== WHAT THE EXERCISE ASKS ==
Once the lines below holding the string "elapsed" are counted, give that number alone.

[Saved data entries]

"""

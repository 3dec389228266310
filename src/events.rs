//! Event types and the input/tick driver for the fleetwatch TUI.
//!
//! The [`EventHandler`] owns a background task that polls crossterm for key
//! presses and emits periodic [`Event::Tick`]s. Other tasks, such as the fleet
//! poller in `main.rs`, post their results through [`EventHandler::tx`].

use crate::fleet::DisposalBatch;
use crossterm::event::{self, Event as CrosstermEvent, KeyEvent, KeyEventKind};
use std::time::{Duration, Instant};
use tokio::sync::mpsc;
use tracing::error;

/// Events processed by the application event loop.
#[derive(Debug)]
pub enum Event {
    /// Periodic tick used for redraws.
    Tick,
    /// User key press from the terminal.
    Input(KeyEvent),
    /// A fleet update cycle finished.
    FleetUpdate {
        /// Map artifacts of evicted flights. `None` when the cycle was aborted
        /// or skipped because another one was running.
        disposal: Option<DisposalBatch>,
        /// When the cycle finished.
        timestamp: Instant,
        /// Whether the cycle ran to completion.
        is_success: bool,
    },
}

/// Multiplexes terminal input and ticks into a single event stream.
///
/// The sender can be cloned and handed to other tasks; the receiver is
/// drained by [`next`](EventHandler::next) in the main loop.
pub struct EventHandler {
    pub tx: mpsc::UnboundedSender<Event>,
    rx: mpsc::UnboundedReceiver<Event>,
}

impl EventHandler {
    /// Creates the handler and spawns the input/tick task.
    ///
    /// The task polls crossterm with a timeout of `tick_rate_ms`. It stops
    /// when the receiver is dropped or the terminal can no longer be read.
    pub fn new(tick_rate_ms: u64) -> Self {
        let (tx, rx) = mpsc::unbounded_channel();
        let event_tx = tx.clone();

        tokio::task::spawn_blocking(move || {
            let tick_rate = Duration::from_millis(tick_rate_ms);
            let mut last_tick = Instant::now();
            loop {
                let timeout = tick_rate
                    .checked_sub(last_tick.elapsed())
                    .unwrap_or(Duration::from_secs(0));
                match event::poll(timeout) {
                    Ok(true) => match event::read() {
                        Ok(CrosstermEvent::Key(key)) if key.kind == KeyEventKind::Press => {
                            if event_tx.send(Event::Input(key)).is_err() {
                                return;
                            }
                        }
                        Ok(_) => {}
                        Err(e) => {
                            error!("Terminal read failed: {}", e);
                            return;
                        }
                    },
                    Ok(false) => {}
                    Err(e) => {
                        error!("Terminal poll failed: {}", e);
                        return;
                    }
                }
                if last_tick.elapsed() >= tick_rate {
                    if event_tx.send(Event::Tick).is_err() {
                        return;
                    }
                    last_tick = Instant::now();
                }
            }
        });

        Self { tx, rx }
    }

    /// Receives the next event. `None` once every sender is gone.
    pub async fn next(&mut self) -> Option<Event> {
        self.rx.recv().await
    }
}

"""

== RESULT OF THIS TASK ==
2